[ASSIGNED TASK] Can you restate the lines of the entries below, word for word, from the first one through the line that includes "when right-truncating a"?

[PROVIDED RECORDS]
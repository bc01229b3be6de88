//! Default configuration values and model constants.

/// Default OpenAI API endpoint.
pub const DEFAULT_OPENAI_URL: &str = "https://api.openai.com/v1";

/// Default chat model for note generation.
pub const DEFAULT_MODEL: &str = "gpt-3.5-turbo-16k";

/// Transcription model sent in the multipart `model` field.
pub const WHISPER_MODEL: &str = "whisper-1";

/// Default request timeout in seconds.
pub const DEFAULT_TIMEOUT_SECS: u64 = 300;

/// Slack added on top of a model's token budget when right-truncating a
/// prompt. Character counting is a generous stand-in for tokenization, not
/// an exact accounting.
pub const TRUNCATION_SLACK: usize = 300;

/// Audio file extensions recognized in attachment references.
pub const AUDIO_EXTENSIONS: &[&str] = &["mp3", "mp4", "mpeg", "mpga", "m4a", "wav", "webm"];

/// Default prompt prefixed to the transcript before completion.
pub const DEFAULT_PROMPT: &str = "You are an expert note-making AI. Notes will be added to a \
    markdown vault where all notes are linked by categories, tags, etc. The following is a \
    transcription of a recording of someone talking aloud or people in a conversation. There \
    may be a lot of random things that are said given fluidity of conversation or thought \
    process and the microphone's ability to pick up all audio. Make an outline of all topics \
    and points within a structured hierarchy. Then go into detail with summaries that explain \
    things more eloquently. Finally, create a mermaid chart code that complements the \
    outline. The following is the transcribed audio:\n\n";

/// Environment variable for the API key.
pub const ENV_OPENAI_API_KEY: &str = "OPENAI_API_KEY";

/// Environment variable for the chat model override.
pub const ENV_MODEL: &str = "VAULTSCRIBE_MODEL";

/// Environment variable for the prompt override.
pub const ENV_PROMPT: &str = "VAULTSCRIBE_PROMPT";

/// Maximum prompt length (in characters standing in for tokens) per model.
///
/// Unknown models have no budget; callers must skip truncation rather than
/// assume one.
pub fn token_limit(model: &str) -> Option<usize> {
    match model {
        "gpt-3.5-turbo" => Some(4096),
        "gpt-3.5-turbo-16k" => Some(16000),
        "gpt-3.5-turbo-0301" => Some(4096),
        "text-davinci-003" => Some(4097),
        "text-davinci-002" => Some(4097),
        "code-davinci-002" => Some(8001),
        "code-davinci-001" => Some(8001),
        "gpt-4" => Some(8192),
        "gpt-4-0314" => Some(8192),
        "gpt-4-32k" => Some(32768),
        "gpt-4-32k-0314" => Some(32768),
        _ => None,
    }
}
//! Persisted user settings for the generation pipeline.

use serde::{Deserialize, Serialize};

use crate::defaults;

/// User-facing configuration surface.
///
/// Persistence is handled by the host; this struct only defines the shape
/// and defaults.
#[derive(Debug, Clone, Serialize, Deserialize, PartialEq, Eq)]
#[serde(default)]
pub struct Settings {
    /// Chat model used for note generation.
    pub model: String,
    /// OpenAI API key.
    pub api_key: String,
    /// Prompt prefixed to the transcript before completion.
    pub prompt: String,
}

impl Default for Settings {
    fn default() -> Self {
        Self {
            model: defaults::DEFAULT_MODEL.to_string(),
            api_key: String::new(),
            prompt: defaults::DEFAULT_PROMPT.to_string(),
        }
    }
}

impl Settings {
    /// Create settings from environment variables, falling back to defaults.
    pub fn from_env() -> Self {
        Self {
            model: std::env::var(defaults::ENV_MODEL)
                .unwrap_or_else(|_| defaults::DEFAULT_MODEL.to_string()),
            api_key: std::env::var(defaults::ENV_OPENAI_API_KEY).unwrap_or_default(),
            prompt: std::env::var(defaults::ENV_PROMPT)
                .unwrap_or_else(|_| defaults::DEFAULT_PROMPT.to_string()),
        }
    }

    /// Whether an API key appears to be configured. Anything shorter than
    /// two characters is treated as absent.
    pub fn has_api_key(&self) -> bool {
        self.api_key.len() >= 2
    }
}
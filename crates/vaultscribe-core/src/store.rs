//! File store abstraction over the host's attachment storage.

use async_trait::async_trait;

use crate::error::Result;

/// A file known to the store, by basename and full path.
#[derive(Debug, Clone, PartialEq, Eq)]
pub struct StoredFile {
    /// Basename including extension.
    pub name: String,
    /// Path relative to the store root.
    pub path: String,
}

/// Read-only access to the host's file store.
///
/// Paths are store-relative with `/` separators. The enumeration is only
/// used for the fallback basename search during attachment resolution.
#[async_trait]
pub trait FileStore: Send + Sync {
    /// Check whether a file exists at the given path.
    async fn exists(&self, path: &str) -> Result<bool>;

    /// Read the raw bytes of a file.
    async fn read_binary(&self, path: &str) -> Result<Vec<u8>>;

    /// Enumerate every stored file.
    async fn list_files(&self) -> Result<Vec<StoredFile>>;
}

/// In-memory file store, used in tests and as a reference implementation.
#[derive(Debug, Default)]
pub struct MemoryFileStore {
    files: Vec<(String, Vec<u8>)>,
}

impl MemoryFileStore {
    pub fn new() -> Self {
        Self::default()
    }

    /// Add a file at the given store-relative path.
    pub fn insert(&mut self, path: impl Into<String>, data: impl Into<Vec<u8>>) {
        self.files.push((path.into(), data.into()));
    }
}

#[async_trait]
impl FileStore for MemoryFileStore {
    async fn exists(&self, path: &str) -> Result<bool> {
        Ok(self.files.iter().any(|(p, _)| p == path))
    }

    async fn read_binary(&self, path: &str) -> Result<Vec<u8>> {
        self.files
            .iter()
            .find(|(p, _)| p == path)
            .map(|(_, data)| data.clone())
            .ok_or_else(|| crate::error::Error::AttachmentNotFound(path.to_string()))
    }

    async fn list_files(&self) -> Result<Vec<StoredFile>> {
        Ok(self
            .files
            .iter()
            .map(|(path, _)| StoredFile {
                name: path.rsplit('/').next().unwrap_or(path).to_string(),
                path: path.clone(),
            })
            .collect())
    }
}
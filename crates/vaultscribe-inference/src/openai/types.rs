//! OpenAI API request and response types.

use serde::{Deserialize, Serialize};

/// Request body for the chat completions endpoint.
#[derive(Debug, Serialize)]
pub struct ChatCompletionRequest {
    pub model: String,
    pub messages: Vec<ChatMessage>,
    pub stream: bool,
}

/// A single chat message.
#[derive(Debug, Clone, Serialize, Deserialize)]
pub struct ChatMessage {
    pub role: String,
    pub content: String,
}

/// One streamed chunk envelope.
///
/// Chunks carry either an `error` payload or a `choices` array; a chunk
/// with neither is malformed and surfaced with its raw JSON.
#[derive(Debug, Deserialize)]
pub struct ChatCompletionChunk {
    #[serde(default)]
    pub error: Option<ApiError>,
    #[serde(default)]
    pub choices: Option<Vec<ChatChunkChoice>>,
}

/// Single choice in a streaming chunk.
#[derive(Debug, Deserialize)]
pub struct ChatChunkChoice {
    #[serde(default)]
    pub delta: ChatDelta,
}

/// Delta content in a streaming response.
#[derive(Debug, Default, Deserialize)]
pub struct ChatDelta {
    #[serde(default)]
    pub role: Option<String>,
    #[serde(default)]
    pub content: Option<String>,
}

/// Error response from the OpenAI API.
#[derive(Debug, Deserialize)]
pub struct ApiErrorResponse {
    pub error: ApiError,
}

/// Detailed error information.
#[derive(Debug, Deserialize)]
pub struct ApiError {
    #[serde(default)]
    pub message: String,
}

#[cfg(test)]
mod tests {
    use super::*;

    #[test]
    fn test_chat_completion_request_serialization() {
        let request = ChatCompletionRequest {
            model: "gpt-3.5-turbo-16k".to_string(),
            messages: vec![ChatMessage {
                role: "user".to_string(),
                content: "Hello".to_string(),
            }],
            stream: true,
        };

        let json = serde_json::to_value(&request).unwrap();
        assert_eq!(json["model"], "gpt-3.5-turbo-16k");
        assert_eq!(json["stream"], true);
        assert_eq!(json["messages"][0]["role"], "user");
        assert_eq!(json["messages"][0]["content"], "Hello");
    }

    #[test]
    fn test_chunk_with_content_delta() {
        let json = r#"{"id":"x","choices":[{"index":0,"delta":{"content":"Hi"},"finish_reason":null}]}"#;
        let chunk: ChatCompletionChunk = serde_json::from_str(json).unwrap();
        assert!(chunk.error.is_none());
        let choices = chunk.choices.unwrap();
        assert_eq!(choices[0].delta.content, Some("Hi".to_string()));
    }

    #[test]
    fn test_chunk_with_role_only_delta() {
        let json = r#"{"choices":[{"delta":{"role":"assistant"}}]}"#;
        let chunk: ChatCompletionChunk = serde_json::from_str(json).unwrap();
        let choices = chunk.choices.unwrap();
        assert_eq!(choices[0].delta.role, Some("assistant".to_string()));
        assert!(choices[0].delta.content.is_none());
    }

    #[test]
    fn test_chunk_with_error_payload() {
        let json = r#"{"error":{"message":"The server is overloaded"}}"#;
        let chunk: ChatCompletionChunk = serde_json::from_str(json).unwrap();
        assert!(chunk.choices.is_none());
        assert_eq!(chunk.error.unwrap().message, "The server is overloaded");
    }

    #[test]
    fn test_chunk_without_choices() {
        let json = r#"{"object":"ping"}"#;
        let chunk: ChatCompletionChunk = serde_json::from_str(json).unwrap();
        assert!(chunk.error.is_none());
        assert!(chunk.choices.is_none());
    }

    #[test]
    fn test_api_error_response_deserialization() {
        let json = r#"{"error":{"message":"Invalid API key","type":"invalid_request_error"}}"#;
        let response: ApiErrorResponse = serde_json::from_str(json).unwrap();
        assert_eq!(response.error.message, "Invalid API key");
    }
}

[ANSWER BOX]
repository bc01229b3be6de88
//! Default configuration values and model constants.

/// Default OpenAI API endpoint.
pub const DEFAULT_OPENAI_URL: &str = "https://api.openai.com/v1";

/// Default chat model for note generation.
pub const DEFAULT_MODEL: &str = "gpt-3.5-turbo-16k";

/// Transcription model sent in the multipart `model` field.
pub const WHISPER_MODEL: &str = "whisper-1";

/// Default request timeout in seconds.
pub const DEFAULT_TIMEOUT_SECS: u64 = 300;

/// Slack added on top of a model's token budget when right-truncating a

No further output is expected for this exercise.